A importância do transplante
O transplante renal é uma das formas mais eficazes de tratamento para pacientes com insuficiência renal. No Brasil, o procedimento tem se consolidado como uma solução fundamental, e a crescente taxa de doações e transplantes realizados reflete os avanços nessa área da medicina.
De acordo com a Associação Brasileira de Transplante Órgãos (ABTO), mais de 66 mil pessoas aguardam por transplantes no Brasil. O Paraná é líder nacional em doações e procedimentos. Segundo a Secretaria Estadual de Saúde, de janeiro a setembro de 2024, o estado atingiu uma taxa de 42,8 doações por milhão de população (pmp). O número é mais que o dobro da média nacional, de 20,3 pmp. O relatório também mostra que o Paraná teve a menor taxa de recusa familiar do país, somando apenas 27%.
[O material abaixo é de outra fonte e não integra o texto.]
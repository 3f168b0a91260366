//! Explanation synthesis.
//!
//! Deterministic: the explanation is anchored to the symbolic artifacts
//! (solver feedback and guardrail outcome) rather than to another LLM
//! call, so it stays truthful even on full-fallback runs.

use serde::{Deserialize, Serialize};
use serde_json::json;

use crate::feedback::{FeedbackStatus, LogicFeedback};
use crate::guardrail::GuardrailResult;

/// Structured explanation attached to every pipeline response.
#[derive(Debug, Clone, PartialEq, Serialize, Deserialize)]
pub struct ExplanationOutput {
    pub summary: String,
    pub status: String,
    #[serde(default, skip_serializing_if = "Option::is_none")]
    pub details: Option<serde_json::Value>,
}

/// Build a short explanation referencing the solver feedback and the
/// guardrail outcome.
pub fn synthesize_explanation(
    question: &str,
    final_answer: &str,
    feedback: &LogicFeedback,
    guardrail: &GuardrailResult,
) -> ExplanationOutput {
    if !guardrail.ok {
        let issues: Vec<&str> = guardrail
            .issues
            .iter()
            .map(|issue| issue.message.as_str())
            .collect();
        return ExplanationOutput {
            summary: "Il programma logico generato non ha superato i controlli di sicurezza. \
                      È stata mantenuta la risposta precedente oppure è richiesto un nuovo \
                      refinement."
                .to_string(),
            status: "guardrail_failed".to_string(),
            details: Some(json!({
                "question": question,
                "final_answer": final_answer,
                "guardrail_issues": issues,
            })),
        };
    }

    let summary = match feedback.status {
        FeedbackStatus::ConsistentEntails => format!(
            "Il sistema simbolico è coerente e la conclusione proposta è dimostrata \
             dalle regole modellate. Risposta finale: {final_answer}"
        ),
        FeedbackStatus::ConsistentNoEntailment => format!(
            "Il programma logico è coerente ma non implica ancora la conclusione. \
             Mancano collegamenti o premesse aggiuntive. Feedback sintetico: {}",
            feedback.human_summary
        ),
        _ => format!(
            "Il solver ha rilevato un conflitto logico nelle regole generate. \
             È necessario correggere le premesse: {}",
            feedback.human_summary
        ),
    };

    ExplanationOutput {
        summary,
        status: feedback.status.as_str().to_string(),
        details: Some(json!({
            "question": question,
            "final_answer": final_answer,
            "missing_links": feedback.missing_links,
            "conflicting_axioms": feedback.conflicting_axioms,
        })),
    }
}

#[cfg(test)]
mod tests {
    use super::*;
    use crate::guardrail::GuardrailIssue;

    fn feedback(status: FeedbackStatus) -> LogicFeedback {
        LogicFeedback {
            status,
            conflicting_axioms: vec![],
            missing_links: vec![],
            human_summary: "sintesi".into(),
        }
    }

    #[test]
    fn test_entailed_explanation() {
        let out = synthesize_explanation(
            "domanda",
            "risposta",
            &feedback(FeedbackStatus::ConsistentEntails),
            &GuardrailResult::passing(),
        );
        assert_eq!(out.status, "consistent_entails");
        assert!(out.summary.contains("dimostrata"));
        assert!(out.summary.contains("risposta"));
    }

    #[test]
    fn test_guardrail_failure_takes_precedence() {
        let guardrail = GuardrailResult {
            ok: false,
            issues: vec![GuardrailIssue {
                code: "DSL_VERSION_MISMATCH".into(),
                message: "versione errata".into(),
                details: None,
            }],
        };
        let out = synthesize_explanation(
            "domanda",
            "risposta",
            &feedback(FeedbackStatus::ConsistentEntails),
            &guardrail,
        );
        assert_eq!(out.status, "guardrail_failed");
        assert!(out.summary.contains("controlli di sicurezza"));
        let details = out.details.expect("details");
        assert_eq!(details["guardrail_issues"][0], "versione errata");
    }

    #[test]
    fn test_inconsistent_explanation_mentions_conflict() {
        let out = synthesize_explanation(
            "domanda",
            "risposta",
            &feedback(FeedbackStatus::Inconsistent),
            &GuardrailResult::passing(),
        );
        assert!(out.summary.contains("conflitto logico"));
    }
}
O médico do Hospital Angelina Caron está otimista com o cenário. “O Brasil hoje é o terceiro maior transplantador renal do mundo. Em números absolutos, estamos atrás dos Estados Unidos e Índia. Além disso, temos o maior sistema público de transplantes do mundo. Mas, ainda sim, precisamos melhorar, porque é possível. E a perspectiva é otimista. Precisamos investir mais em educação da população, treinamento das equipes intra-hospitalares para abordagem da família e reconhecimento de potenciais doadores”, destaca Giorgio.
Uma luta contínua
A espera, a hemodiálise e o sonho do transplante não diminuem a força de Maynara. Ela segue sua jornada, vivendo um dia de cada vez, com esperança, coragem e muito amor pelo que ainda pode conquistar. Ela aprendeu a lidar com a ansiedade e com a dor, e, mais do que isso, se reinventa a cada dia. “Com o tempo, a gente vê que dá para viver normal, que é só cumprir esse horário aqui na hemodiálise. Agora sim, depois de quatro anos que eu estou me ligando nisso. Eu vi que dá para ter uma qualidade de vida. E como eu sou nova, eu não posso desistir de tudo. Eu queria estudar nutrição e encerrei isso porque no começo eu desisti de tudo. Mas agora eu penso em voltar”, conta.
Embora saiba da complexidade do transplante, desde encontrar um doador compatível até a recuperação pós-cirurgia, a jovem de 25 anos segue firme e esperançosa. “O doutor me explicou mais ou menos que o meu tipo sanguíneo (O+) é meio difícil. Mas eu estou na esperança de conseguir. Conseguir o transplante é minha maior meta”, finaliza.